-- Data shown --

======

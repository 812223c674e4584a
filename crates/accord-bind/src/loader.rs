use std::path::PathBuf;

use tracing::warn;

use crate::AgreementExpr;
use crate::describe::{AgreementDocument, serialize_agreement};

/// Resolves an agreement location to its raw source text. Injected by the
/// host so the core never touches module resolution or the filesystem on its
/// own.
pub trait SourceResolver: Send + Sync {
    fn resolve(&self, location: &str) -> anyhow::Result<String>;
}

/// Resolver over the local filesystem, optionally rooted in a directory.
#[derive(Debug, Default)]
pub struct FsResolver {
    root: Option<PathBuf>,
}

impl FsResolver {
    pub fn new() -> Self {
        FsResolver::default()
    }

    pub fn rooted(root: impl Into<PathBuf>) -> Self {
        FsResolver {
            root: Some(root.into()),
        }
    }
}

impl SourceResolver for FsResolver {
    fn resolve(&self, location: &str) -> anyhow::Result<String> {
        let path = match &self.root {
            Some(root) => root.join(location),
            None => PathBuf::from(location),
        };
        Ok(std::fs::read_to_string(path)?)
    }
}

/// Where an agreement comes from: already materialized, or a location the
/// resolver can fetch.
pub enum AgreementInput {
    Inline(AgreementExpr),
    Located(String),
}

impl From<AgreementExpr> for AgreementInput {
    fn from(expr: AgreementExpr) -> Self {
        AgreementInput::Inline(expr)
    }
}

impl From<crate::Agreement> for AgreementInput {
    fn from(agreement: crate::Agreement) -> Self {
        AgreementInput::Inline(agreement.into())
    }
}

#[derive(Debug, Clone, PartialEq, Eq)]
pub struct LoadWarning {
    pub location: String,
    pub reason: String,
}

/// The result of loading an agreement: the agreement itself, its serialized
/// document, and the raw source text when the agreement came from a
/// location. A failed resolve or parse degrades the result instead of
/// failing the load; callers needing strictness check
/// [`is_degraded`](Self::is_degraded) or the warnings.
#[derive(Debug, Default)]
pub struct LoadedAgreement {
    pub agreement: Option<AgreementExpr>,
    pub document: Option<AgreementDocument>,
    pub source: Option<String>,
    pub warnings: Vec<LoadWarning>,
}

impl LoadedAgreement {
    pub fn is_degraded(&self) -> bool {
        self.document.is_none()
    }
}

/// Materialize an agreement and its self-description in one step.
pub fn load_agreement(resolver: &dyn SourceResolver, input: AgreementInput) -> LoadedAgreement {
    let location = match input {
        AgreementInput::Inline(expr) => {
            let document = serialize_agreement(expr.agreement());
            return LoadedAgreement {
                agreement: Some(expr),
                document: Some(document),
                source: None,
                warnings: Vec::new(),
            };
        }
        AgreementInput::Located(location) => location,
    };

    let text = match resolver.resolve(&location) {
        Ok(text) => text,
        Err(err) => {
            warn!(location = %location, error = %err, "agreement source failed to resolve");
            return LoadedAgreement {
                warnings: vec![LoadWarning {
                    location,
                    reason: format!("resolve failed: {err:#}"),
                }],
                ..LoadedAgreement::default()
            };
        }
    };

    match serde_json::from_str::<AgreementExpr>(&text) {
        Ok(expr) => {
            let document = serialize_agreement(expr.agreement());
            LoadedAgreement {
                agreement: Some(expr),
                document: Some(document),
                source: Some(text),
                warnings: Vec::new(),
            }
        }
        Err(err) => {
            warn!(location = %location, error = %err, "agreement source failed to parse");
            LoadedAgreement {
                source: Some(text),
                warnings: vec![LoadWarning {
                    location,
                    reason: format!("parse failed: {err}"),
                }],
                ..LoadedAgreement::default()
            }
        }
    }
}
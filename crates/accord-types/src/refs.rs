use serde::{Deserialize, Deserializer, Serialize, Serializer};
use std::{fmt, str::FromStr};
use thiserror::Error;

#[derive(Debug, Error, PartialEq, Eq)]
pub enum RefError {
    #[error("invalid role '{value}': must be non-empty without '/', '@', or whitespace")]
    InvalidRole { value: String },
    #[error("invalid version '{value}': expected major[.minor[.patch|*]], eg 1.0.2")]
    InvalidVersion { value: String },
}

/// The name of the service a contract describes. Embedded verbatim in wire
/// paths, so the separators used there are excluded.
#[derive(Clone, PartialEq, Eq, Hash)]
pub struct Role(String);

impl Role {
    pub fn new(value: impl Into<String>) -> Result<Self, RefError> {
        let value = value.into();
        if is_valid_role(&value) {
            Ok(Role(value))
        } else {
            Err(RefError::InvalidRole { value })
        }
    }

    pub fn as_str(&self) -> &str {
        &self.0
    }
}

impl fmt::Debug for Role {
    fn fmt(&self, f: &mut fmt::Formatter<'_>) -> fmt::Result {
        f.write_str(self.as_str())
    }
}

impl fmt::Display for Role {
    fn fmt(&self, f: &mut fmt::Formatter<'_>) -> fmt::Result {
        f.write_str(self.as_str())
    }
}

impl Serialize for Role {
    fn serialize<S>(&self, serializer: S) -> Result<S::Ok, S::Error>
    where
        S: Serializer,
    {
        serializer.serialize_str(self.as_str())
    }
}

impl<'de> Deserialize<'de> for Role {
    fn deserialize<D>(deserializer: D) -> Result<Self, D::Error>
    where
        D: Deserializer<'de>,
    {
        let s = String::deserialize(deserializer)?;
        Role::new(s).map_err(serde::de::Error::custom)
    }
}

impl FromStr for Role {
    type Err = RefError;
    fn from_str(s: &str) -> Result<Self, Self::Err> {
        Role::new(s)
    }
}

/// Simple semantic version: `major`, optionally `.minor`, optionally a third
/// segment that is either digits or the `*` wildcard.
#[derive(Clone, PartialEq, Eq, Hash)]
pub struct Version(String);

impl Version {
    pub fn new(value: impl Into<String>) -> Result<Self, RefError> {
        let value = value.into();
        if is_valid_version(&value) {
            Ok(Version(value))
        } else {
            Err(RefError::InvalidVersion { value })
        }
    }

    pub fn as_str(&self) -> &str {
        &self.0
    }
}

impl fmt::Debug for Version {
    fn fmt(&self, f: &mut fmt::Formatter<'_>) -> fmt::Result {
        f.write_str(self.as_str())
    }
}

impl fmt::Display for Version {
    fn fmt(&self, f: &mut fmt::Formatter<'_>) -> fmt::Result {
        f.write_str(self.as_str())
    }
}

impl Serialize for Version {
    fn serialize<S>(&self, serializer: S) -> Result<S::Ok, S::Error>
    where
        S: Serializer,
    {
        serializer.serialize_str(self.as_str())
    }
}

impl<'de> Deserialize<'de> for Version {
    fn deserialize<D>(deserializer: D) -> Result<Self, D::Error>
    where
        D: Deserializer<'de>,
    {
        let s = String::deserialize(deserializer)?;
        Version::new(s).map_err(serde::de::Error::custom)
    }
}

impl FromStr for Version {
    type Err = RefError;
    fn from_str(s: &str) -> Result<Self, Self::Err> {
        Version::new(s)
    }
}

fn is_valid_role(value: &str) -> bool {
    !value.is_empty()
        && value
            .chars()
            .all(|c| !c.is_whitespace() && c != '/' && c != '@')
}

fn is_valid_version(value: &str) -> bool {
    let mut segments = value.split('.');
    let Some(major) = segments.next() else {
        return false;
    };
    if !is_digits(major) {
        return false;
    }
    if let Some(minor) = segments.next() {
        if !is_digits(minor) {
            return false;
        }
    }
    if let Some(patch) = segments.next() {
        if patch != "*" && !is_digits(patch) {
            return false;
        }
    }
    segments.next().is_none()
}

fn is_digits(segment: &str) -> bool {
    !segment.is_empty() && segment.chars().all(|c| c.is_ascii_digit())
}

#[cfg(test)]
mod tests {
    use super::*;

    #[test]
    fn role_validation() {
        assert!(Role::new("calc").is_ok());
        assert!(Role::new("file-store.v2").is_ok());
        assert!(Role::new("").is_err());
        assert!(Role::new("a/b").is_err());
        assert!(Role::new("a@b").is_err());
        assert!(Role::new("a b").is_err());
    }

    #[test]
    fn version_validation() {
        assert!(Version::new("1").is_ok());
        assert!(Version::new("1.0").is_ok());
        assert!(Version::new("1.0.2").is_ok());
        assert!(Version::new("1.0.*").is_ok());
        assert!(Version::new("").is_err());
        assert!(Version::new("1.*").is_err());
        assert!(Version::new("*").is_err());
        assert!(Version::new("1.0.2.3").is_err());
        assert!(Version::new("1.").is_err());
        assert!(Version::new("v1").is_err());
    }

    #[test]
    fn refs_round_trip_through_serde() {
        let role: Role = serde_json::from_str("\"calc\"").expect("role");
        assert_eq!(role.as_str(), "calc");
        assert!(serde_json::from_str::<Version>("\"nope\"").is_err());
    }
}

======

-- What is needed --
Could you repeat exactly the lines in the listing above from the one with "expected major[.minor[.patch|*]], eg" down to the one with "Ok(Role(value))"? Include both of those lines.

-- Answer space --
    #[error("invalid version '{value}': expected major[.minor[.patch|*]], eg 1.0.2")]
    InvalidVersion { value: String },
}

/// The name of the service a contract describes. Embedded verbatim in wire
/// paths, so the separators used there are excluded.
#[derive(Clone, PartialEq, Eq, Hash)]
pub struct Role(String);

impl Role {
    pub fn new(value: impl Into<String>) -> Result<Self, RefError> {
        let value = value.into();
        if is_valid_role(&value) {
            Ok(Role(value))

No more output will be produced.